Hi, On the windows side, there is a program called PuTTY that I use all the time, and in particular there was a setting that I cannot seem to find on any other program. When opening a connection, I could select SSH, Telnet, RLogin etc but the one I am interested in is Raw. I more than happy that Terminal will suffice for most things but cannot seem to get this to work. Any help on getting Terminal to work or an application that can do it would be great. On the iPhone there is an App called pTerm that does exactly what I want it to do. There is a PuTTY version for Mac but its seems to be a bit clunky and have to install darwin ports etc. Thanks Gavin.

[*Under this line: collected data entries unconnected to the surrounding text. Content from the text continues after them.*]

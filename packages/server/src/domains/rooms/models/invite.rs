use base64::Engine;
use chrono::{DateTime, Utc};
use rand::RngCore;
use serde::{Deserialize, Serialize};
use sqlx::PgExecutor;

use super::RoomRole;
use crate::common::{InviteId, RoomId, UserId};

/// Invite lifecycle. Only PENDING moves, and only forward.
#[derive(Debug, Clone, Copy, PartialEq, Eq, Serialize, Deserialize, sqlx::Type)]
#[sqlx(type_name = "invite_status", rename_all = "UPPERCASE")]
#[serde(rename_all = "UPPERCASE")]
pub enum InviteStatus {
    Pending,
    Accepted,
    Expired,
}

impl std::fmt::Display for InviteStatus {
    fn fmt(&self, f: &mut std::fmt::Formatter<'_>) -> std::fmt::Result {
        match self {
            InviteStatus::Pending => write!(f, "PENDING"),
            InviteStatus::Accepted => write!(f, "ACCEPTED"),
            InviteStatus::Expired => write!(f, "EXPIRED"),
        }
    }
}

/// Invite - a standing offer to join a room with a role
#[derive(Debug, Clone, Serialize, Deserialize, sqlx::FromRow)]
pub struct Invite {
    pub id: InviteId,
    pub room_id: RoomId,
    pub phone_e164: String,
    pub role: RoomRole,
    /// Bearer credential; unique and never rewritten
    #[serde(skip_serializing)]
    pub token: String,
    pub status: InviteStatus,
    pub invited_by_user_id: UserId,
    pub accepted_by_user_id: Option<UserId>,
    pub accepted_at: Option<DateTime<Utc>>,
    pub expires_at: DateTime<Utc>,
    pub created_at: DateTime<Utc>,
}

/// 256 bits from the thread CSPRNG, URL-safe base64 without padding.
pub fn generate_invite_token() -> String {
    let mut bytes = [0u8; 32];
    rand::rng().fill_bytes(&mut bytes);
    base64::engine::general_purpose::URL_SAFE_NO_PAD.encode(bytes)
}

impl Invite {
    pub fn is_expired(&self, now: DateTime<Utc>) -> bool {
        now > self.expires_at
    }
}

// =============================================================================
// Invite Queries
// =============================================================================

impl Invite {
    #[allow(clippy::too_many_arguments)]
    pub async fn insert<'e>(
        room_id: RoomId,
        phone_e164: &str,
        role: RoomRole,
        token: &str,
        invited_by_user_id: UserId,
        expires_at: DateTime<Utc>,
        created_at: DateTime<Utc>,
        executor: impl PgExecutor<'e>,
    ) -> Result<Self, sqlx::Error> {
        sqlx::query_as::<_, Invite>(
            r#"
            INSERT INTO invites
                (id, room_id, phone_e164, role, token, status, invited_by_user_id, expires_at, created_at)
            VALUES ($1, $2, $3, $4, $5, 'PENDING', $6, $7, $8)
            RETURNING *
            "#,
        )
        .bind(InviteId::new())
        .bind(room_id)
        .bind(phone_e164)
        .bind(role)
        .bind(token)
        .bind(invited_by_user_id)
        .bind(expires_at)
        .bind(created_at)
        .fetch_one(executor)
        .await
    }

    pub async fn find_by_token<'e>(
        token: &str,
        executor: impl PgExecutor<'e>,
    ) -> Result<Option<Self>, sqlx::Error> {
        sqlx::query_as::<_, Invite>("SELECT * FROM invites WHERE token = $1")
            .bind(token)
            .fetch_optional(executor)
            .await
    }

    pub async fn find_by_id<'e>(
        id: InviteId,
        executor: impl PgExecutor<'e>,
    ) -> Result<Option<Self>, sqlx::Error> {
        sqlx::query_as::<_, Invite>("SELECT * FROM invites WHERE id = $1")
            .bind(id)
            .fetch_optional(executor)
            .await
    }

    /// PENDING -> EXPIRED. No-op for any other status.
    pub async fn mark_expired<'e>(
        id: InviteId,
        executor: impl PgExecutor<'e>,
    ) -> Result<bool, sqlx::Error> {
        let result = sqlx::query(
            "UPDATE invites SET status = 'EXPIRED' WHERE id = $1 AND status = 'PENDING'",
        )
        .bind(id)
        .execute(executor)
        .await?;
        Ok(result.rows_affected() == 1)
    }

    /// PENDING -> ACCEPTED for `user_id`.
    ///
    /// Also matches a row this same user has already moved to ACCEPTED, so
    /// two racing submissions by one user both proceed. The row lock taken
    /// by the UPDATE serializes racing transactions; Postgres re-checks the
    /// WHERE clause against the committed row once the lock is released.
    pub async fn claim<'e>(
        id: InviteId,
        user_id: UserId,
        now: DateTime<Utc>,
        executor: impl PgExecutor<'e>,
    ) -> Result<bool, sqlx::Error> {
        let result = sqlx::query(
            r#"
            UPDATE invites
            SET status = 'ACCEPTED',
                accepted_by_user_id = $2,
                accepted_at = COALESCE(accepted_at, $3)
            WHERE id = $1
              AND (status = 'PENDING' OR (status = 'ACCEPTED' AND accepted_by_user_id = $2))
            "#,
        )
        .bind(id)
        .bind(user_id)
        .bind(now)
        .execute(executor)
        .await?;
        Ok(result.rows_affected() == 1)
    }
}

PuTTY's raw connection type is just a way of making a raw TCP connection. You can use telnet or nc to achieve the same thing in Terminal: will@Darwin: nc relay.plus.net 25 220 relay.plus.net ESMTP Exim Tue, 04 Aug 2009 00:02:08 +0100 helo 250 pih-relay08.plus.net Hello 1.2.3.4 quit 221 pih-relay08.plus.net closing connection will@Darwin: telnet relay.plus.net 25 Trying 212.159.8.107. Connected to relay.plus.net. Escape character is '^'. 220 relay.plus.net ESMTP Exim Tue, 04 Aug 2009 00:03:10 +0100 helo 250 pih-relay08.plus.net Hello 1.2.3.4 quit 221 pih-relay08.plus.net closing connection Connection closed by foreign host. From the PuTTY manual -: Sometimes it can be useful to connect directly to one of these services and speak the protocol ‘by hand’, by typing protocol commands and watching the responses.

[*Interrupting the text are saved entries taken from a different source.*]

//! OTP sign-in endpoints.

use axum::{extract::Extension, Json};
use serde::{Deserialize, Serialize};
use tracing::info;

use crate::common::UserId;
use crate::domains::auth::actions::{send_otp, verify_otp, SendOtpResult};
use crate::domains::auth::models::{is_valid_otp_format, normalize_phone};
use crate::server::app::AppState;
use crate::server::error::ApiError;
use crate::server::extract::ApiJson;
use crate::server::middleware::ClientIp;

#[derive(Deserialize)]
pub struct StartOtpRequest {
    #[serde(alias = "phone_number")]
    pub phone: String,
}

#[derive(Serialize)]
pub struct StartOtpResponse {
    pub success: bool,
    pub message: String,
}

#[derive(Deserialize)]
pub struct VerifyOtpRequest {
    #[serde(alias = "phone_number")]
    pub phone: String,
    pub code: String,
}

#[derive(Serialize)]
pub struct VerifyOtpResponse {
    pub token: String,
    pub user_id: UserId,
    pub phone_number: String,
}

/// POST /auth/otp/start
pub async fn start_otp_handler(
    Extension(state): Extension<AppState>,
    client_ip: Option<Extension<ClientIp>>,
    ApiJson(body): ApiJson<StartOtpRequest>,
) -> Result<Json<StartOtpResponse>, ApiError> {
    let phone = normalize_phone(&body.phone)
        .ok_or_else(|| ApiError::bad_request("Invalid phone number"))?;

    if let Some(Extension(ClientIp(ip))) = client_ip {
        info!(client_ip = %ip, "OTP requested");
    }

    match send_otp(&phone, &state.deps).await? {
        SendOtpResult::Sent => Ok(Json(StartOtpResponse {
            success: true,
            message: "Verification code sent".to_string(),
        })),
        SendOtpResult::RateLimited => Err(ApiError::rate_limited()),
    }
}

/// POST /auth/otp/verify
pub async fn verify_otp_handler(
    Extension(state): Extension<AppState>,
    ApiJson(body): ApiJson<VerifyOtpRequest>,
) -> Result<Json<VerifyOtpResponse>, ApiError> {
    let phone = normalize_phone(&body.phone)
        .ok_or_else(|| ApiError::bad_request("Invalid phone number"))?;
    let code = body.code.trim();
    if !is_valid_otp_format(code) {
        return Err(ApiError::bad_request("Code must be 6 digits"));
    }

    let verified = verify_otp(&phone, code, &state.deps).await?;

    Ok(Json(VerifyOtpResponse {
        token: verified.token,
        user_id: verified.user_id,
        phone_number: verified.phone_number,
    }))
}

On Unix machines, you can do this using the system's telnet command to connect to the right port number. For example, telnet mailserver.example.com 25 might enable you to talk directly to the SMTP service running on a mail server.

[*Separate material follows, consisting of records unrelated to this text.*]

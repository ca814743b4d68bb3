//! Test harness with testcontainers for integration testing.
//!
//! Uses shared containers across all tests for dramatically improved performance.
//! Containers and migrations are initialized once on first test, then reused.
//! Tests isolate themselves by using fresh phone numbers and rooms.

use anyhow::{Context, Result};
use server_core::domains::auth::{JwtService, OtpSettings};
use server_core::domains::rooms::InviteSettings;
use server_core::kernel::{MockClock, MockSmsService, RedisStore, ServerDeps};
use sqlx::PgPool;
use std::sync::Arc;
use std::time::Duration;
use test_context::AsyncTestContext;
use testcontainers::runners::AsyncRunner;
use testcontainers::{ContainerAsync, ImageExt};
use testcontainers_modules::postgres::Postgres;
use testcontainers_modules::redis::Redis;
use tokio::sync::OnceCell;

pub const TEST_PHONE_SALT: &str = "test-phone-salt";

/// Shared test infrastructure that persists across all tests.
/// Containers are started once and reused, migrations run once.
struct SharedTestInfra {
    db_url: String,
    redis_url: String,
    // Keep containers alive for the entire test run
    _postgres: ContainerAsync<Postgres>,
    _redis: ContainerAsync<Redis>,
}

/// Global shared infrastructure - initialized once, reused by all tests.
static SHARED_INFRA: OnceCell<SharedTestInfra> = OnceCell::const_new();

impl SharedTestInfra {
    async fn init() -> Result<Self> {
        // Run tests with: RUST_LOG=debug cargo test -- --nocapture
        let _ = tracing_subscriber::fmt()
            .with_env_filter(tracing_subscriber::EnvFilter::from_default_env())
            .with_test_writer()
            .try_init();

        let postgres = Postgres::default()
            .with_tag("16")
            .with_cmd(["-c", "max_connections=200"])
            .start()
            .await
            .context("Failed to start Postgres container")?;

        let pg_host = postgres.get_host().await?;
        let pg_port = postgres.get_host_port_ipv4(5432).await?;
        let db_url = format!(
            "postgresql://postgres:postgres@{}:{}/postgres",
            pg_host, pg_port
        );

        let redis = Redis::default()
            .start()
            .await
            .context("Failed to start Redis container")?;

        let redis_host = redis.get_host().await?;
        let redis_port = redis.get_host_port_ipv4(6379).await?;
        let redis_url = format!("redis://{}:{}", redis_host, redis_port);

        // Run migrations once on the shared database
        let pool = PgPool::connect(&db_url)
            .await
            .context("Failed to connect to Postgres for migrations")?;

        sqlx::migrate!("./migrations")
            .run(&pool)
            .await
            .context("Failed to run migrations")?;

        Ok(Self {
            db_url,
            redis_url,
            _postgres: postgres,
            _redis: redis,
        })
    }

    pub(super) async fn get() -> &'static Self {
        SHARED_INFRA
            .get_or_init(|| async {
                Self::init()
                    .await
                    .expect("Failed to initialize shared test infrastructure")
            })
            .await
    }
}

/// Test harness wiring the real stores to mock SMS and a controllable clock.
///
/// # Example using test-context
///
/// ```ignore
/// use test_context::test_context;
///
/// #[test_context(TestHarness)]
/// #[tokio::test]
/// async fn my_test(ctx: &TestHarness) {
///     let room = ctx.deps.rooms.create_room(...).await.unwrap();
/// }
/// ```
pub struct TestHarness {
    /// Database pool - use this for test fixtures.
    pub db_pool: PgPool,
    pub redis_store: Arc<RedisStore>,
    pub clock: Arc<MockClock>,
    pub sms: Arc<MockSmsService>,
    pub deps: ServerDeps,
}

impl AsyncTestContext for TestHarness {
    async fn setup() -> Self {
        Self::new().await.expect("Failed to create test harness")
    }

    async fn teardown(self) {
        // Pool and Redis connection are dropped with the harness
    }
}

impl TestHarness {
    pub async fn new() -> Result<Self> {
        Self::with_settings(OtpSettings::default(), InviteSettings::default()).await
    }

    /// Harness with custom engine settings, e.g. a tiny rate threshold.
    pub async fn with_settings(
        otp_settings: OtpSettings,
        invite_settings: InviteSettings,
    ) -> Result<Self> {
        let infra = SharedTestInfra::get().await;

        let db_pool = PgPool::connect(&infra.db_url)
            .await
            .context("Failed to connect to test database")?;

        let redis_store = Arc::new(
            RedisStore::connect(&infra.redis_url, Duration::from_secs(5))
                .await
                .context("Failed to connect to test Redis")?,
        );

        let clock = Arc::new(MockClock::new());
        let sms = Arc::new(MockSmsService::new());
        let jwt_service = Arc::new(JwtService::new("test_secret_key", "test_issuer".to_string()));

        let deps = ServerDeps::new(
            db_pool.clone(),
            redis_store.clone(),
            sms.clone(),
            clock.clone(),
            jwt_service,
            otp_settings,
            invite_settings,
            TEST_PHONE_SALT.to_string(),
        );

        Ok(Self {
            db_pool,
            redis_store,
            clock,
            sms,
            deps,
        })
    }
}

Although the Unix telnet program provides this functionality, the protocol being used is not really Telnet. Really there is no actual protocol at all; the bytes sent down the connection are exactly the ones you type, and the bytes shown on the screen are exactly the ones sent by the server. Unix telnet will attempt to detect or guess whether the service it is talking to is a real Telnet service or not; PuTTY prefers to be told for certain. What kind of device are you connecting to? I assume by 'TLS/SSL enabled telnet client' they don't mean SSH, so what then? Stunnel + telnet?